• **Task statement**
For each line in the material below that holds "stages", copy that line.

Start of Listed entries

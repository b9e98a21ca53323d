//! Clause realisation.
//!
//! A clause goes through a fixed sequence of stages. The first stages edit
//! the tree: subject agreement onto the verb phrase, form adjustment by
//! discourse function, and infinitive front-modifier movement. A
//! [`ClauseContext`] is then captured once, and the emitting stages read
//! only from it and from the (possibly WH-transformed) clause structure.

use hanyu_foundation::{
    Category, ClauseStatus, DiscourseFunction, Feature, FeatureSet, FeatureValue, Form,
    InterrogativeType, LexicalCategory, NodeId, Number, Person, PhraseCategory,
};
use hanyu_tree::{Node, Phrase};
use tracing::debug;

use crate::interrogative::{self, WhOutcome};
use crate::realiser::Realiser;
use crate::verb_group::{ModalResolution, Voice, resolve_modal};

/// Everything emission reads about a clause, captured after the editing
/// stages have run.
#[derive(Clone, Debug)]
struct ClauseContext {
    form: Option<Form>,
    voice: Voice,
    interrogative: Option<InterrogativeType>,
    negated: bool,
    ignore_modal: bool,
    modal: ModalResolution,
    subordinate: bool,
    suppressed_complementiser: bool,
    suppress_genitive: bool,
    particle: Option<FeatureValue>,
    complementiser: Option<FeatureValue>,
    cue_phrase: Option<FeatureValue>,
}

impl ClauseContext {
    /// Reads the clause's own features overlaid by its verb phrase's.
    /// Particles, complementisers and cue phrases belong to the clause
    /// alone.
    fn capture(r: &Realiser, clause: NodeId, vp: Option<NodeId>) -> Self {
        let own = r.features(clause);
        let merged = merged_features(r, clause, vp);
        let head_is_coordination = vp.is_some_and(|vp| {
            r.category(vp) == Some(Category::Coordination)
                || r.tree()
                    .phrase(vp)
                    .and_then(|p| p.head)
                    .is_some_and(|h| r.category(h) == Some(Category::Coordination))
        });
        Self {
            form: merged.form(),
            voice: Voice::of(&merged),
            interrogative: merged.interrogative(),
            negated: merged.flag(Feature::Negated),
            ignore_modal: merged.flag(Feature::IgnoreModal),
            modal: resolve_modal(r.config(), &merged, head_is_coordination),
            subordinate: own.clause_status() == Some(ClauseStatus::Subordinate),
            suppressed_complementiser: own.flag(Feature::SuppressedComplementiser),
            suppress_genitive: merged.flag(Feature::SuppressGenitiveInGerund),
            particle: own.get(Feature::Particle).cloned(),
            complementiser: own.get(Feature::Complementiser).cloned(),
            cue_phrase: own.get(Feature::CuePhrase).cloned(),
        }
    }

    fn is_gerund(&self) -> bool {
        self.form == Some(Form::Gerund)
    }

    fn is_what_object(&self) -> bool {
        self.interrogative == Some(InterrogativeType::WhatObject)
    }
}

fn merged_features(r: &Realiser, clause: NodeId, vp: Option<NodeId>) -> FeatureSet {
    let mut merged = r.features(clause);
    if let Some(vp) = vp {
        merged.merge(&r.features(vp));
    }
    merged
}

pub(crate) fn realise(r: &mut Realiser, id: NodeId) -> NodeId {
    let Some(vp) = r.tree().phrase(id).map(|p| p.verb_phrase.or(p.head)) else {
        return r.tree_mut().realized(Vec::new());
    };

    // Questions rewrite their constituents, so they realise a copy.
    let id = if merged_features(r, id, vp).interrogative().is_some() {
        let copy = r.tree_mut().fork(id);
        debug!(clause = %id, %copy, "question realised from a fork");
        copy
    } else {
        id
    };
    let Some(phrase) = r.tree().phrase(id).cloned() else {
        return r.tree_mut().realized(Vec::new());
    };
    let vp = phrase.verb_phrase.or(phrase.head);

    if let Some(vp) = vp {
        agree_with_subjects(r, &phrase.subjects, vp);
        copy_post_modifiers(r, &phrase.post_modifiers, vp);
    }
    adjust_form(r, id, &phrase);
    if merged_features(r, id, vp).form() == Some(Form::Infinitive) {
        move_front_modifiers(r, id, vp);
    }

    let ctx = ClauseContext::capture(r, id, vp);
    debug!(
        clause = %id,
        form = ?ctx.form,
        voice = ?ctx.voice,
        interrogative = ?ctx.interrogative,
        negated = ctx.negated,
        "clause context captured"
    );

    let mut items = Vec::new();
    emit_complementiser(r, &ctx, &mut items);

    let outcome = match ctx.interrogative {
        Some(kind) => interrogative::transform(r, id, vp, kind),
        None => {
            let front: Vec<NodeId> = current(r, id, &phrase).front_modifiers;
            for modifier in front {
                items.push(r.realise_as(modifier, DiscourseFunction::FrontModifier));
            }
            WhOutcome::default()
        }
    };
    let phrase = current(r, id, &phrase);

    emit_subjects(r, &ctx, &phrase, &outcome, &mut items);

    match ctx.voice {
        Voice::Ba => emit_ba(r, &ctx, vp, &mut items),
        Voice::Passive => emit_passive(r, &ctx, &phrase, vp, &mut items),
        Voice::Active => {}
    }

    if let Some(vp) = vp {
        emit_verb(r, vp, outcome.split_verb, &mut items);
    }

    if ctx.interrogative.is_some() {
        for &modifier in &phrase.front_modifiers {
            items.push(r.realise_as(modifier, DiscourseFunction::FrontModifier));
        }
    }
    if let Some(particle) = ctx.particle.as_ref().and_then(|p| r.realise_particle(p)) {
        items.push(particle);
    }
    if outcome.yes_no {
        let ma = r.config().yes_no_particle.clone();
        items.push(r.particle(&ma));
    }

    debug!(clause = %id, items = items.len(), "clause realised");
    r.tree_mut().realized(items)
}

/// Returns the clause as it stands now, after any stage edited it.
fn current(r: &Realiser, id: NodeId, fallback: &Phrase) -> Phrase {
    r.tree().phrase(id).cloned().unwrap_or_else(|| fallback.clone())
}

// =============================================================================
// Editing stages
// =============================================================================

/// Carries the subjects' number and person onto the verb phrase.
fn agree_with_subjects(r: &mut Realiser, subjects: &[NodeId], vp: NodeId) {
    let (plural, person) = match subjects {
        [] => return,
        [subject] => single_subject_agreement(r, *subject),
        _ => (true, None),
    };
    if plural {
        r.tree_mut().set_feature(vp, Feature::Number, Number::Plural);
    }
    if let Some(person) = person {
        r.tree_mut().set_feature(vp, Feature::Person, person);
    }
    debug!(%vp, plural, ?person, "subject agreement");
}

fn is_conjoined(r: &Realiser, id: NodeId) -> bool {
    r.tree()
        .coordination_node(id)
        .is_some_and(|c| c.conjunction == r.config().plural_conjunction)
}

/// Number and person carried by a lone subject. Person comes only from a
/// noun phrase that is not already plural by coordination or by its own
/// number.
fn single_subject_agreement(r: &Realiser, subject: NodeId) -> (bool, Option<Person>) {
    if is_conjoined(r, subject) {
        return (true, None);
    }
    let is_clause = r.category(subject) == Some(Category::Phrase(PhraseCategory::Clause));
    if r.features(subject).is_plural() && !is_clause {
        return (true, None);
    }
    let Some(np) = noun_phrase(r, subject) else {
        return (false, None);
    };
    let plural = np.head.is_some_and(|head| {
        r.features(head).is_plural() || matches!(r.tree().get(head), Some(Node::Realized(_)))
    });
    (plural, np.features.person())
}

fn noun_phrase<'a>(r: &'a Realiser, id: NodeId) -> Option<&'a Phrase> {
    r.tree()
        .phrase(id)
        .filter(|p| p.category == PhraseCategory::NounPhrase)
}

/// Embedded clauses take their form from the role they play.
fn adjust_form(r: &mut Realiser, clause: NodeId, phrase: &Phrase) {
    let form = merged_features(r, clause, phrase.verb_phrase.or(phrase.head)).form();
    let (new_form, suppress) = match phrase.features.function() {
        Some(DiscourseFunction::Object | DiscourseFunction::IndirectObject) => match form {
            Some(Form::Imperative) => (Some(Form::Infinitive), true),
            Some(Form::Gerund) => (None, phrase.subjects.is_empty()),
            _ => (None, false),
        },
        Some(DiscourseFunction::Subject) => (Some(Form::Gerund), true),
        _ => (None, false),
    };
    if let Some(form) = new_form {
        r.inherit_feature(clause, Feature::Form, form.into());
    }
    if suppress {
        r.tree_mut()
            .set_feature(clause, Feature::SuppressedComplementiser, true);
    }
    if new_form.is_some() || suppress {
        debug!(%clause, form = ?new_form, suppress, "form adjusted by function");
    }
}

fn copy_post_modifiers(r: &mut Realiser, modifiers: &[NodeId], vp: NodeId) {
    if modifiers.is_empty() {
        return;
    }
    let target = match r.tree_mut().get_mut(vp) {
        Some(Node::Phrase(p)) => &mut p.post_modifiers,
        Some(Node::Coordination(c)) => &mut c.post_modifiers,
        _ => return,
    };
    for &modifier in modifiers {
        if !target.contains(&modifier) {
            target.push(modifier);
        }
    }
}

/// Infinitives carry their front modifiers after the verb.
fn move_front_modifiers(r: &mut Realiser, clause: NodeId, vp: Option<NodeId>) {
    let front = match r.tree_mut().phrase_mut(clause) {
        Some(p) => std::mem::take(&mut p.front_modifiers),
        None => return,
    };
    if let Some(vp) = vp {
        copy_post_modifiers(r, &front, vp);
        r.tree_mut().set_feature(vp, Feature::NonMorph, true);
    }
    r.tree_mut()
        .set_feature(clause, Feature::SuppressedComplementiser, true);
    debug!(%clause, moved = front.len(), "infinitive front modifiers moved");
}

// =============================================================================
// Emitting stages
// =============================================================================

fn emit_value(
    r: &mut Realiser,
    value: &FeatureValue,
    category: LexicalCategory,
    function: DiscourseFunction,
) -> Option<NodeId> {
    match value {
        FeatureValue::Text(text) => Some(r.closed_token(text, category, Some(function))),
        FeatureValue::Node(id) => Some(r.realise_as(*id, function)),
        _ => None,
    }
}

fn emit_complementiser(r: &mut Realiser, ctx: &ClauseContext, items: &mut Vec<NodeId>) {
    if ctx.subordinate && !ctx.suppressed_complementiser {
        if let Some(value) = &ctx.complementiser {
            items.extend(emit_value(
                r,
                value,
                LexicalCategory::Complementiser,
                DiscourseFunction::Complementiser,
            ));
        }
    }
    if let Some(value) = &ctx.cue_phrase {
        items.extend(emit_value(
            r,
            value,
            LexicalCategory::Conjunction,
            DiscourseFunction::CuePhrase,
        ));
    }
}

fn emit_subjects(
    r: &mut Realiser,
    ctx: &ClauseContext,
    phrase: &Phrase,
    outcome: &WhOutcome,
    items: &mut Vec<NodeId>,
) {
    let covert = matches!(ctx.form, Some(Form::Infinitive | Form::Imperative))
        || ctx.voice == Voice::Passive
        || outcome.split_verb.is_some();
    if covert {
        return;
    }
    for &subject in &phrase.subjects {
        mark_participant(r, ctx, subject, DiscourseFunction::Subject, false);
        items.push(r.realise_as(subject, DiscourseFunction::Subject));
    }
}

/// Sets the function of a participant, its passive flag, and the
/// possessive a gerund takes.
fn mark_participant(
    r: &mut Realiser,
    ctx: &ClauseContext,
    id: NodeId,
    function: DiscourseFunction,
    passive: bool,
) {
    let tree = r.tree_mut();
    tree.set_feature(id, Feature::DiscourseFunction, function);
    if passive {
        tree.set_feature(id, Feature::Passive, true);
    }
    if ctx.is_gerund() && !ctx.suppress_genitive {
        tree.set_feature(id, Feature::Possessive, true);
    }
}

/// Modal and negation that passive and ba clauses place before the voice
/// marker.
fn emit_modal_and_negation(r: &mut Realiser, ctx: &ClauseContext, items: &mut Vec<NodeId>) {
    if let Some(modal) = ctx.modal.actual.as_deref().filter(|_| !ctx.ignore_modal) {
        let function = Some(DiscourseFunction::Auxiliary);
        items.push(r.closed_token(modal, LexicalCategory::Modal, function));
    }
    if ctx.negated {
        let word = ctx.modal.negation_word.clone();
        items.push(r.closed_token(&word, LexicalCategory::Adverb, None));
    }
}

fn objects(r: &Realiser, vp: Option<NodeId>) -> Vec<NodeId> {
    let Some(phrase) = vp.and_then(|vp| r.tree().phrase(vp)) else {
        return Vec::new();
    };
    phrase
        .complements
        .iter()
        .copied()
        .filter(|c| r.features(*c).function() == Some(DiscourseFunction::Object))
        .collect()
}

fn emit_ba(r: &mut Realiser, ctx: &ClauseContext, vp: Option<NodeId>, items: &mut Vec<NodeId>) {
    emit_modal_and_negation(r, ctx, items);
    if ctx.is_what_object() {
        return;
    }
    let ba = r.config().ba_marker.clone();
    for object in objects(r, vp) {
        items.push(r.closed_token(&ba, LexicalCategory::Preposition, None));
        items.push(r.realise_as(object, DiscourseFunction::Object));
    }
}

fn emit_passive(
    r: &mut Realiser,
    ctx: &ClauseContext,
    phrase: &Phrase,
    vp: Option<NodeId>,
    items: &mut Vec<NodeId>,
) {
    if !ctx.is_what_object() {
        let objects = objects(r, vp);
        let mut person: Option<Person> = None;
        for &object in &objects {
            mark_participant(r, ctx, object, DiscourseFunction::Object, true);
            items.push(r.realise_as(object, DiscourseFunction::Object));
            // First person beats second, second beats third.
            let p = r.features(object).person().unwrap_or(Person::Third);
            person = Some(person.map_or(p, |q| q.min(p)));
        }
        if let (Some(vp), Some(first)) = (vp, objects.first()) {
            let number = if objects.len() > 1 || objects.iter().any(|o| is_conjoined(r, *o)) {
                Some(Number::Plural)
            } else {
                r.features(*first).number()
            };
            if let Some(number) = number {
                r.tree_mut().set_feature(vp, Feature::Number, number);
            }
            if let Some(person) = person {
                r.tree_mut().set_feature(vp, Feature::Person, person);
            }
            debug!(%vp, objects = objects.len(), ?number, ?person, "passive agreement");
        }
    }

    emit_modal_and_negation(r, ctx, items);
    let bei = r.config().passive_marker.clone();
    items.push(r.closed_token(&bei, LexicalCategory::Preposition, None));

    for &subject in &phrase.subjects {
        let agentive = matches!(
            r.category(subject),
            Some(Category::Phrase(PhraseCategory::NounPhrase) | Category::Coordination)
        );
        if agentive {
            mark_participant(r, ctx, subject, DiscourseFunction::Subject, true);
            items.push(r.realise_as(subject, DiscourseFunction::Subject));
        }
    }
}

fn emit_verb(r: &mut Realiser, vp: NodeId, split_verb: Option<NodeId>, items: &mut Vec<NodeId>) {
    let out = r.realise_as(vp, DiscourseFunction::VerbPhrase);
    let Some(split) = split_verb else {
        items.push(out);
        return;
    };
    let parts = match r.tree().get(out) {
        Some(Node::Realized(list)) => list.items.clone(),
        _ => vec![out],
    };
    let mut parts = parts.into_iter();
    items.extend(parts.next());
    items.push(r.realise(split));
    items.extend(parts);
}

End of Listed entries

• **The completed task**
//! A clause goes through a fixed sequence of stages. The first stages edit
//! [`ClauseContext`] is then captured once, and the emitting stages read
/// stages have run.
// Editing stages
// Emitting stages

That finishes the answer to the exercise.